Report every line of the data where the string "more" appears.

[DATA IN THIS EXERCISE — start]

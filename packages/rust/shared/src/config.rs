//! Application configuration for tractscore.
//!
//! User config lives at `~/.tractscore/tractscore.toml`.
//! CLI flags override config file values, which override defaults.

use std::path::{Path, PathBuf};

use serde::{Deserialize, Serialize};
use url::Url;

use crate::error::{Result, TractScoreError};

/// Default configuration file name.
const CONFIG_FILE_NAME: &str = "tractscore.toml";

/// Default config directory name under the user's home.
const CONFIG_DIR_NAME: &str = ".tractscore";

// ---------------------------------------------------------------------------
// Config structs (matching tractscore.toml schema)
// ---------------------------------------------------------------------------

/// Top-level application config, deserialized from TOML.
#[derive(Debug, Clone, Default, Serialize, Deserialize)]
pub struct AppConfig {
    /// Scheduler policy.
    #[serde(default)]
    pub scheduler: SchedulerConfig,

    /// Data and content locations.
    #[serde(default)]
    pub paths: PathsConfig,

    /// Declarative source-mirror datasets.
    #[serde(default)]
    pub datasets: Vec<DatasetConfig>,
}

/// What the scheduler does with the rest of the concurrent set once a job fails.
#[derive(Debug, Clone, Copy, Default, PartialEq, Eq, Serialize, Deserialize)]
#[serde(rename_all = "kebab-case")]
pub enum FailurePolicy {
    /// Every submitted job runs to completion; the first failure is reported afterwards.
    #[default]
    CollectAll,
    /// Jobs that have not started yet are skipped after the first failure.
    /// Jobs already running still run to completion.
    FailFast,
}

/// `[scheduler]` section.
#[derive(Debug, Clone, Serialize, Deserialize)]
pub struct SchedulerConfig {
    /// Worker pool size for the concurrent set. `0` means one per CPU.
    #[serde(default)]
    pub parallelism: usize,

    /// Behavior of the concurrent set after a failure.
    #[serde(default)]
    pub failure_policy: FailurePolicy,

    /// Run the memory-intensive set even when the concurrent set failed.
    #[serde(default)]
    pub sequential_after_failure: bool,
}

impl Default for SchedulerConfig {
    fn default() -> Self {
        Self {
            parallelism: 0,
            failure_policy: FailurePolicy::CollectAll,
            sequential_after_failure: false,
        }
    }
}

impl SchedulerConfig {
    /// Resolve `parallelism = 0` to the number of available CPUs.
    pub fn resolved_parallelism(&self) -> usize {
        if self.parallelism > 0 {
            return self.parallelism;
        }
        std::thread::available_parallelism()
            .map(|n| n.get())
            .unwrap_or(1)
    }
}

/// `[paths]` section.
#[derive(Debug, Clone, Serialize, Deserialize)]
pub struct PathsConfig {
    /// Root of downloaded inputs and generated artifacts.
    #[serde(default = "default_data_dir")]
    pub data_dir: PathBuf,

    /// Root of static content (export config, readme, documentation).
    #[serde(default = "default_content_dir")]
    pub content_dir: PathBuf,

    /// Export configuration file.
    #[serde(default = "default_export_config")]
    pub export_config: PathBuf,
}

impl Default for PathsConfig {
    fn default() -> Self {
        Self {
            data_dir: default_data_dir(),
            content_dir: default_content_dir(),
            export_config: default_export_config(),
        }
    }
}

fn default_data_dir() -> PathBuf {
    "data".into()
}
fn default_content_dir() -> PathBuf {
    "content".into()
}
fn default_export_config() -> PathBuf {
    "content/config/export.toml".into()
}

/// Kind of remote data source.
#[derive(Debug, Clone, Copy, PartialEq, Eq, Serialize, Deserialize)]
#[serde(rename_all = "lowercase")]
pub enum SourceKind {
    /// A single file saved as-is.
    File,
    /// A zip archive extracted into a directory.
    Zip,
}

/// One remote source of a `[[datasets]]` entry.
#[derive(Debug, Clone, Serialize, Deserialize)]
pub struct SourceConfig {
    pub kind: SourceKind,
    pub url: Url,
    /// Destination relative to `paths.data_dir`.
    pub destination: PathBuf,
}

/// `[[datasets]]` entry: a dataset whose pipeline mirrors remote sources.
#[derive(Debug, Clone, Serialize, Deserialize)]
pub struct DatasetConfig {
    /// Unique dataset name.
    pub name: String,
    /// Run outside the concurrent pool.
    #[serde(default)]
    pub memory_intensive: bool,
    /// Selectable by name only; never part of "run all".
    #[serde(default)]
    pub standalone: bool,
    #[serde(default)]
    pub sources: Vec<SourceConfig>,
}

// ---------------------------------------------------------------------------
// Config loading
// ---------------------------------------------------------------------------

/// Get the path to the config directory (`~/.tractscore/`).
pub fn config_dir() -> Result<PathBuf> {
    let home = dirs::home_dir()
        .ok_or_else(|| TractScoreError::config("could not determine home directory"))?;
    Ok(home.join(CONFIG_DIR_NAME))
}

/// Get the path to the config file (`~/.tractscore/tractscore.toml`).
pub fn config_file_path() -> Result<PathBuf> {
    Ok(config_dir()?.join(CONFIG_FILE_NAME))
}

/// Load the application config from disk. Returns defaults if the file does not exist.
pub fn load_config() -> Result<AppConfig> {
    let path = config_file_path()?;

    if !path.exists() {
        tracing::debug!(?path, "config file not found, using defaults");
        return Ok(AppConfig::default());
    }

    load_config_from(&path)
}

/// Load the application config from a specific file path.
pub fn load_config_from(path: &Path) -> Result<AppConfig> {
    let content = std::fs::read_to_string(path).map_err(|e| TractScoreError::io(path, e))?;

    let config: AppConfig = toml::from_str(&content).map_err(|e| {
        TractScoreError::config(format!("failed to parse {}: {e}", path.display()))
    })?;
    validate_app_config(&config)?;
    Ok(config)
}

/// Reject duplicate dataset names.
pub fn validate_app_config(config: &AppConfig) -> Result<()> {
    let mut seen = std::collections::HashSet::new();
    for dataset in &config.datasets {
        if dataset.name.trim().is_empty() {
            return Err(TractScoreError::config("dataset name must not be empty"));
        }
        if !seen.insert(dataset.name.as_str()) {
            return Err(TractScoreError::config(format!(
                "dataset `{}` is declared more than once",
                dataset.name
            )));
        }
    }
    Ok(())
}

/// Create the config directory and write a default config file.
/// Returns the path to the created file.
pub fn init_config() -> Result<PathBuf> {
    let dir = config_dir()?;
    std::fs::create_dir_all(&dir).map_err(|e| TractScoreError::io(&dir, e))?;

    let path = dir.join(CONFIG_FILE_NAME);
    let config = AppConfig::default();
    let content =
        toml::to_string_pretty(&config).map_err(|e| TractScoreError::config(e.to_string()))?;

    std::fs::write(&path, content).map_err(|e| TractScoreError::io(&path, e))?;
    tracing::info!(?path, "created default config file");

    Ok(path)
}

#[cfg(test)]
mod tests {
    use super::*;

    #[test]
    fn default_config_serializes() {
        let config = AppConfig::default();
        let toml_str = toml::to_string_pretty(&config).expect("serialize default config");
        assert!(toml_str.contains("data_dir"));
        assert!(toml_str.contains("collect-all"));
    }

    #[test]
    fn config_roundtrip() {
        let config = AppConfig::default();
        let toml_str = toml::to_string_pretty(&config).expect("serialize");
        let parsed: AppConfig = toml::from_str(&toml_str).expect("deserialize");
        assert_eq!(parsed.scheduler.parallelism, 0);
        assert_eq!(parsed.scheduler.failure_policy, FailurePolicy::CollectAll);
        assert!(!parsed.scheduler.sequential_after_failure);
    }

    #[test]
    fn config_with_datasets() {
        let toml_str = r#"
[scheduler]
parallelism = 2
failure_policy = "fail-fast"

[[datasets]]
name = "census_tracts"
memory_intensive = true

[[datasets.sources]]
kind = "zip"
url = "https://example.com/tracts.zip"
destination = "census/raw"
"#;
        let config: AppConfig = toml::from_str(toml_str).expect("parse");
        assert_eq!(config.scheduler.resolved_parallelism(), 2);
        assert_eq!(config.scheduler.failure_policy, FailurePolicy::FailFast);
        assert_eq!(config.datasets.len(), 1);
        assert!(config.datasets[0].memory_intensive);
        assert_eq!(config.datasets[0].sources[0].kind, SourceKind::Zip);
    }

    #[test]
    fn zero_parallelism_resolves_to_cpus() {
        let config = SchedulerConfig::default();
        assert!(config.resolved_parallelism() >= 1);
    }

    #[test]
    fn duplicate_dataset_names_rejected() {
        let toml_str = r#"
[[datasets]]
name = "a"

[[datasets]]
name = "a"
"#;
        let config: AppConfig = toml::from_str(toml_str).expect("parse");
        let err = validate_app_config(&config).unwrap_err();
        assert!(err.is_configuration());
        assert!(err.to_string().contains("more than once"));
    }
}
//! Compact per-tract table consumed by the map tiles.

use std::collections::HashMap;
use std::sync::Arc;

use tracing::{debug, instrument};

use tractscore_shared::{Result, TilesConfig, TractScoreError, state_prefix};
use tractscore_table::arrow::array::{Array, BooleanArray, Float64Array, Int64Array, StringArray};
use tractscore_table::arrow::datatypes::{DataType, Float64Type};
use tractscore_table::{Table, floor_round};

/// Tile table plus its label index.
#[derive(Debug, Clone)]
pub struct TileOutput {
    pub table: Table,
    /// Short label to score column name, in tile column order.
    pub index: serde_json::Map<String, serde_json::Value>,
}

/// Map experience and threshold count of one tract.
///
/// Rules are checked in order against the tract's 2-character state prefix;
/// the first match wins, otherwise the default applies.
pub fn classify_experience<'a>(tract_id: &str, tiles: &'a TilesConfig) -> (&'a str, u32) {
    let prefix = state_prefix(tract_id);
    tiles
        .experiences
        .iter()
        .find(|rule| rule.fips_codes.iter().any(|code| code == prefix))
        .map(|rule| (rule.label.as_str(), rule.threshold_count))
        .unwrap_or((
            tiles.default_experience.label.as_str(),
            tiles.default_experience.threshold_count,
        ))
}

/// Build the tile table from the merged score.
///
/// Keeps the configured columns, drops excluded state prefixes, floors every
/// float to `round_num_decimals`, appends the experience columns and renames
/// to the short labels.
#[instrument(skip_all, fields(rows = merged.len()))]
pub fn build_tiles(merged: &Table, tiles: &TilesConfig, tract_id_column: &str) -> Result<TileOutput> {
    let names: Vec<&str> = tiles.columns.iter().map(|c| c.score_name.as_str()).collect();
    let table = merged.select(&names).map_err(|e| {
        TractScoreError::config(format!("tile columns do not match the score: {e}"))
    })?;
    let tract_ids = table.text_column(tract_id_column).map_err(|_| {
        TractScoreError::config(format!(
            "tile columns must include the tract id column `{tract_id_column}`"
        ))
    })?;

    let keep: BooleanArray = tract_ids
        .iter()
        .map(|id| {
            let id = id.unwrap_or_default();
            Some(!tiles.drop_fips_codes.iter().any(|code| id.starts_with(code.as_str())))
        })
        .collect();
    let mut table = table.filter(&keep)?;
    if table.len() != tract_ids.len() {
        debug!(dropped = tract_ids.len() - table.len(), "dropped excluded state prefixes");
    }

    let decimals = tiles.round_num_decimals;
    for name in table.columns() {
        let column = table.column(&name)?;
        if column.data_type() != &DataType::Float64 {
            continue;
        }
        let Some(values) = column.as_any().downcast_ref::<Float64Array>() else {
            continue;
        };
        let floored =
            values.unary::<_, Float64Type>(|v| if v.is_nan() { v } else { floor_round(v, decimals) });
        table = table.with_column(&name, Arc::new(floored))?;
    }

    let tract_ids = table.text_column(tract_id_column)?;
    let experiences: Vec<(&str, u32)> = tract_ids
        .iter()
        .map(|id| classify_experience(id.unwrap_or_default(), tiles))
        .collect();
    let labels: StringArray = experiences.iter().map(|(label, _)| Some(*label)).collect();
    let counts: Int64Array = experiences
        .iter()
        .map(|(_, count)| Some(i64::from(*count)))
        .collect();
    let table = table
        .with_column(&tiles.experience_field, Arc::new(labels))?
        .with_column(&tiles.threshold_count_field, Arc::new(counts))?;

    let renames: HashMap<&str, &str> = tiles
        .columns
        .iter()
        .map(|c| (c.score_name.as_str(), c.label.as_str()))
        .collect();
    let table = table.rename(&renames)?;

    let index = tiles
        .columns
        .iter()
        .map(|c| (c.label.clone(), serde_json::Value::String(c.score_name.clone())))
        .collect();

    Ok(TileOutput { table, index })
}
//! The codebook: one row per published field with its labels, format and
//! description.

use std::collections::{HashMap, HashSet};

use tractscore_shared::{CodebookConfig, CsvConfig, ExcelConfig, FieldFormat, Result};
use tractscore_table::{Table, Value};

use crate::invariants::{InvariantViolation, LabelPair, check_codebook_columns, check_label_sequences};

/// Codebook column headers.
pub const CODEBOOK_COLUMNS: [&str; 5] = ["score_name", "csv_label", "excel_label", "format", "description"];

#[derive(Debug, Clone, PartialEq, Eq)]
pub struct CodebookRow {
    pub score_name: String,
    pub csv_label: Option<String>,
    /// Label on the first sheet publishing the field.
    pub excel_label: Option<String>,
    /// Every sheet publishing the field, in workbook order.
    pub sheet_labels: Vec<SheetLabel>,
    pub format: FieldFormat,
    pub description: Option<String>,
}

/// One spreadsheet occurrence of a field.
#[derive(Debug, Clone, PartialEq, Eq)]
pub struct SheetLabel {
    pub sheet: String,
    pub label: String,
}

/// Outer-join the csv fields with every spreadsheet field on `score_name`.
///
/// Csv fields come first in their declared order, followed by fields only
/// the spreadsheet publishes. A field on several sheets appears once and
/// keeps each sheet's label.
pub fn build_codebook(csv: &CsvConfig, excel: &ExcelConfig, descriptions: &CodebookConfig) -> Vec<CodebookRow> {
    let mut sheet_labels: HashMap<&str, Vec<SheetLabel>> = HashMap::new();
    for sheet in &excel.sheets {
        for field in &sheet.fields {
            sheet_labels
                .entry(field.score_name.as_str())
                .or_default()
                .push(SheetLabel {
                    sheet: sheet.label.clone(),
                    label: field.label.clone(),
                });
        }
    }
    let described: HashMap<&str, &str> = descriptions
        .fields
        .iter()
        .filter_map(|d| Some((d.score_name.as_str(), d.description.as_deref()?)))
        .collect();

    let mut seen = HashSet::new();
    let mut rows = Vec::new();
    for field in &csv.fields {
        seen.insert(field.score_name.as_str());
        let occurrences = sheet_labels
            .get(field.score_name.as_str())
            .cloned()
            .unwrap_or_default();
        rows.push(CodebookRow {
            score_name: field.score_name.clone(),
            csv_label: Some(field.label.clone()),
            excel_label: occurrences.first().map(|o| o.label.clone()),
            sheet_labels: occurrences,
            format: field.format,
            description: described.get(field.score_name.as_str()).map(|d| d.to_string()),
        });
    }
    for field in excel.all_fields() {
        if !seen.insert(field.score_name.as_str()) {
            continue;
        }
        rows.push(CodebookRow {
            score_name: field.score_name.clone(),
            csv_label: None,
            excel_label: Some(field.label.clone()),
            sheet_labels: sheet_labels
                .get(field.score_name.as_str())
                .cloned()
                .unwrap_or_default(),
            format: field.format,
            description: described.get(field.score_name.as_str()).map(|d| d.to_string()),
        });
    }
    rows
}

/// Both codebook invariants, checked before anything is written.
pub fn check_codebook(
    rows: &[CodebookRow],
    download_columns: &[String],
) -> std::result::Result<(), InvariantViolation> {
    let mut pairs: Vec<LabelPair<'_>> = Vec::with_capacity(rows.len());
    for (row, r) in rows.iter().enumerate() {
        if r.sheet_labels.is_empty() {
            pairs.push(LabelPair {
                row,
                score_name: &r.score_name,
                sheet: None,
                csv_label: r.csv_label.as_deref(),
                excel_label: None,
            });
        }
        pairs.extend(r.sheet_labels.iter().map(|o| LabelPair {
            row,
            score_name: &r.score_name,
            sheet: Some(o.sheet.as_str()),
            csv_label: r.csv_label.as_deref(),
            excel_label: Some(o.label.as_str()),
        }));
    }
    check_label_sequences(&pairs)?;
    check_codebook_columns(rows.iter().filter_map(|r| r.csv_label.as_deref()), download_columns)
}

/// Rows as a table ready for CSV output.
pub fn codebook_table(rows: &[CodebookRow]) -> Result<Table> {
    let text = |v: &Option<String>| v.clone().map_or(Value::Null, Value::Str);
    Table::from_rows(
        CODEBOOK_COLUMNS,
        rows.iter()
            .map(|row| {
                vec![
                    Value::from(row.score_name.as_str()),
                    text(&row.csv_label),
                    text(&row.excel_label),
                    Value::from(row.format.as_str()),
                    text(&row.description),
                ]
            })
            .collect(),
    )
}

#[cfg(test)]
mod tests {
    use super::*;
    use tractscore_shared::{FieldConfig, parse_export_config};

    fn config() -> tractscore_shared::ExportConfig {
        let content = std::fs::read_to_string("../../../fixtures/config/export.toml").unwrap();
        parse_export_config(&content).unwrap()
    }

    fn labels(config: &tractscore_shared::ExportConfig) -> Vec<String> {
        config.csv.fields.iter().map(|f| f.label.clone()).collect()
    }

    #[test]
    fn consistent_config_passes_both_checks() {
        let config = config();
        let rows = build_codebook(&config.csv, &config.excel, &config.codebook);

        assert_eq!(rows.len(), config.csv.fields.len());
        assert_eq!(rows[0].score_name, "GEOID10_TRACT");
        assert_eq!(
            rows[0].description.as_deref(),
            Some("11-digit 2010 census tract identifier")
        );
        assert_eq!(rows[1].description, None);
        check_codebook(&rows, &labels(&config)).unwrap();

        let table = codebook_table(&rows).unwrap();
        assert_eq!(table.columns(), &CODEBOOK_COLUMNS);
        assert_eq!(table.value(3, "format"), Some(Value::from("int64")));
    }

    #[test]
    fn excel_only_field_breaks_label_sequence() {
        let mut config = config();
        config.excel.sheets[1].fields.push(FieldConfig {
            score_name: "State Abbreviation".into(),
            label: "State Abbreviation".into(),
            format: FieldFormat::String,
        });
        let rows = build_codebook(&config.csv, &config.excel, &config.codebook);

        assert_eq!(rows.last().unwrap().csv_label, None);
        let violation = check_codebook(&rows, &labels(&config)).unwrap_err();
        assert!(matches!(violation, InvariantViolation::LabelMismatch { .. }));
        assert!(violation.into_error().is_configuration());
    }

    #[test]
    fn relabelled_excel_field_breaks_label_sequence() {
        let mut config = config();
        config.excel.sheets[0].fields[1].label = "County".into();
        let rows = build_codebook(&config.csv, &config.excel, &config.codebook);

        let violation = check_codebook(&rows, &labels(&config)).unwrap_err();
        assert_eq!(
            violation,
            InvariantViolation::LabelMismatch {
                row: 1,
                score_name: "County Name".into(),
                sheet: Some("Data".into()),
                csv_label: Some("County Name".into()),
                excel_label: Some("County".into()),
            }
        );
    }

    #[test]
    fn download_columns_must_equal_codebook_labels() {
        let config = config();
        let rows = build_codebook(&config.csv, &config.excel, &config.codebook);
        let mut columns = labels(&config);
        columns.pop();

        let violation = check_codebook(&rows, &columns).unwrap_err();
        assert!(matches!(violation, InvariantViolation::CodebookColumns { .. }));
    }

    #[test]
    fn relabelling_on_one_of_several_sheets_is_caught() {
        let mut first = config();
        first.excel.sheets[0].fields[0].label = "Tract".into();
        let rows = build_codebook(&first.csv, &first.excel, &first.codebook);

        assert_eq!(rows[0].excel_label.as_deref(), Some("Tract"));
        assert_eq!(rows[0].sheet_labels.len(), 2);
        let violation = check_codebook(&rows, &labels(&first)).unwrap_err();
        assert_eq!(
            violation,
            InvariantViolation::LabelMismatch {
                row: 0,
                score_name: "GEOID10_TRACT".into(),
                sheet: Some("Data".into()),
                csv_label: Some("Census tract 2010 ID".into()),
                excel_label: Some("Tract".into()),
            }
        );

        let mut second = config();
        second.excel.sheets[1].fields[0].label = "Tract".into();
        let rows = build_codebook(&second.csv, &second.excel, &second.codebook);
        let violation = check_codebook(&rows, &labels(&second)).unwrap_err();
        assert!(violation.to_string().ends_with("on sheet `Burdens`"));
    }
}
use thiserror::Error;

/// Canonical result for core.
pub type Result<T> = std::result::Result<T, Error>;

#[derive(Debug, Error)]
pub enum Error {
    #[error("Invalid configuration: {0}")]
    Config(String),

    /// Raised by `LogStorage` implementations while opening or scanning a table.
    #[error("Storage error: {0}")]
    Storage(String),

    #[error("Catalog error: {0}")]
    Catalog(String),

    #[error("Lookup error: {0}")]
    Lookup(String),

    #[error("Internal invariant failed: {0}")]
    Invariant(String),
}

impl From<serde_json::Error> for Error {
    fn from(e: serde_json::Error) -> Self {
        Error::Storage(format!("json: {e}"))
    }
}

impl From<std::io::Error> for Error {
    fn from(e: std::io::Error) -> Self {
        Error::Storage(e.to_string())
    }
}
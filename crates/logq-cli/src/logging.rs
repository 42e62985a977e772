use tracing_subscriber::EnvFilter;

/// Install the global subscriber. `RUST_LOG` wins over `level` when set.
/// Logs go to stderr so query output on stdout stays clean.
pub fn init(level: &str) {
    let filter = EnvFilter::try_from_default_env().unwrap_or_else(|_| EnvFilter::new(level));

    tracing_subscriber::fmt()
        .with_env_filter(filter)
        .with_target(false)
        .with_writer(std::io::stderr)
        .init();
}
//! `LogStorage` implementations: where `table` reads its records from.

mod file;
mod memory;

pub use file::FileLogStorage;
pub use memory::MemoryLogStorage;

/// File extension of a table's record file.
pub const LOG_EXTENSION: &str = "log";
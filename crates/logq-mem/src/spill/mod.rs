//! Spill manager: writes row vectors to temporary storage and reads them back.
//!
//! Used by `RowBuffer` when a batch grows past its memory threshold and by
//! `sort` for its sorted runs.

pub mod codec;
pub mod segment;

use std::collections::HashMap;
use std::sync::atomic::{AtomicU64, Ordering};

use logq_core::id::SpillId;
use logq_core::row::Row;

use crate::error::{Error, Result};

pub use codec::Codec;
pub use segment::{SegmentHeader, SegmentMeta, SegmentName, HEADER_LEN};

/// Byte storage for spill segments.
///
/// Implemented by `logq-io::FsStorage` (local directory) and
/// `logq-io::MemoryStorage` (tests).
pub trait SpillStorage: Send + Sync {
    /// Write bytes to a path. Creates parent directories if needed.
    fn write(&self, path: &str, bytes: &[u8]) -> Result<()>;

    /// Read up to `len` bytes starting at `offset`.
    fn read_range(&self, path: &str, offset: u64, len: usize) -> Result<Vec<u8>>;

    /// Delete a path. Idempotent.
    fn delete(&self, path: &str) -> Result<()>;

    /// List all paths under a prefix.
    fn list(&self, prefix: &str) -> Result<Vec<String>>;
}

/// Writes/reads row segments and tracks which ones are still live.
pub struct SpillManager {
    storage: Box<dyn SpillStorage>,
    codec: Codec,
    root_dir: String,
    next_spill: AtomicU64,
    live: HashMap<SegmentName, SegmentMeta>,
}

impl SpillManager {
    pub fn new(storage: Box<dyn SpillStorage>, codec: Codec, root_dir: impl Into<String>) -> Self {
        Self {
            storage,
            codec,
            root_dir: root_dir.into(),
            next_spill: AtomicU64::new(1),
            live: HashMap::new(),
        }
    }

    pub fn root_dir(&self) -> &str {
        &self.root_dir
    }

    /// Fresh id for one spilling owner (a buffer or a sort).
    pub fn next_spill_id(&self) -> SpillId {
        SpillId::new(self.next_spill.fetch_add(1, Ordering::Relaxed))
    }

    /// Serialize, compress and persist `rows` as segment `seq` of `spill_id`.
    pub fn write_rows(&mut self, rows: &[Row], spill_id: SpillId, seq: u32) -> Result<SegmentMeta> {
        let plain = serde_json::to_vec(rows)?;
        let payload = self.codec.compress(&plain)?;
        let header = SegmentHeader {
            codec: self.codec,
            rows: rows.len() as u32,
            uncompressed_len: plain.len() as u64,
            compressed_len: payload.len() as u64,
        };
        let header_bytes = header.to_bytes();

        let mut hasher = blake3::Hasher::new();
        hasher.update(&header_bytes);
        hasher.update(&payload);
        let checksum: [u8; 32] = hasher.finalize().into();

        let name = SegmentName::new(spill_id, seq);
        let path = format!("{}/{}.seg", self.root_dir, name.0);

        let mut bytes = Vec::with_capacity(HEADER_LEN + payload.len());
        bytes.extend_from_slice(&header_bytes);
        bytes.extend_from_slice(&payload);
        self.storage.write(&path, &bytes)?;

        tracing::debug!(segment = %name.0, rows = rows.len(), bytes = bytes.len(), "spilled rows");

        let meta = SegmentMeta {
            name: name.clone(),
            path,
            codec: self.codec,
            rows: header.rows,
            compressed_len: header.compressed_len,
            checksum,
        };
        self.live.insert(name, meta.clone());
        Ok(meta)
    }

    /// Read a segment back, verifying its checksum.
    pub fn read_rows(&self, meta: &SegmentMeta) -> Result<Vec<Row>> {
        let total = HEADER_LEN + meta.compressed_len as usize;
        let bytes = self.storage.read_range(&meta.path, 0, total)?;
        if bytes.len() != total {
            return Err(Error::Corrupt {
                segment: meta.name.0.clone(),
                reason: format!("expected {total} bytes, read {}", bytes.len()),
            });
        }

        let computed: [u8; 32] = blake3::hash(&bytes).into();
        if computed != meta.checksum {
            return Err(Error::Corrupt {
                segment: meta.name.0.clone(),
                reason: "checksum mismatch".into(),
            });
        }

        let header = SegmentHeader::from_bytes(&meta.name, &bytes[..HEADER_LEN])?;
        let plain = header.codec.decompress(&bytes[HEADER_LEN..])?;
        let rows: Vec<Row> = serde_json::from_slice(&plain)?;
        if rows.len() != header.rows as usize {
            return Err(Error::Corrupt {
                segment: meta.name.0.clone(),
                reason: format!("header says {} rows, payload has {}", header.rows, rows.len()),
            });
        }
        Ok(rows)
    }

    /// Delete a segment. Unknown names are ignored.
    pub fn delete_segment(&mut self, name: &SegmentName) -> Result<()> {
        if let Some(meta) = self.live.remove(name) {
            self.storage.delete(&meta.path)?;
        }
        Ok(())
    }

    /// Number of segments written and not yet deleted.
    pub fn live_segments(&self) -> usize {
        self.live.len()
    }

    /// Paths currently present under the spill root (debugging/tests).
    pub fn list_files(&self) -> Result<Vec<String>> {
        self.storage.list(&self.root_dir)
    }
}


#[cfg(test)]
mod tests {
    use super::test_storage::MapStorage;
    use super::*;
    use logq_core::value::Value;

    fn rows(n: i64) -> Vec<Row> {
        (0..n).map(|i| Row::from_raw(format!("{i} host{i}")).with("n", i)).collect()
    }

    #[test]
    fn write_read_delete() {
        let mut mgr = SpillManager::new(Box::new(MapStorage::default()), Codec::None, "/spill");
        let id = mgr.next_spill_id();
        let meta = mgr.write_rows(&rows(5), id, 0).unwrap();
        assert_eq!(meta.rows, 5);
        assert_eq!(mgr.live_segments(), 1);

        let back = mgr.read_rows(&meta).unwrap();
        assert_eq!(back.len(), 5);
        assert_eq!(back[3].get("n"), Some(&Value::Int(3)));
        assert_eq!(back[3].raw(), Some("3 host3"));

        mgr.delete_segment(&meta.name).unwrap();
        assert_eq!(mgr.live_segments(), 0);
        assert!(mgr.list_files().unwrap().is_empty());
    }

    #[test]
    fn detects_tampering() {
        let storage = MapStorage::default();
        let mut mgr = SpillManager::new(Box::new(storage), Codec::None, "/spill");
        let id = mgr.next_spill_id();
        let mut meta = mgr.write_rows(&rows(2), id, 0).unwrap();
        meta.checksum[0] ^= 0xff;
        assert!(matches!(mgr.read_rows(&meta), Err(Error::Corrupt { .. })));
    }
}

[DATA IN THIS EXERCISE — finish]

= OUTPUT OF THE EXERCISE =
                "dataset `{}` is declared more than once",
        assert!(err.to_string().contains("more than once"));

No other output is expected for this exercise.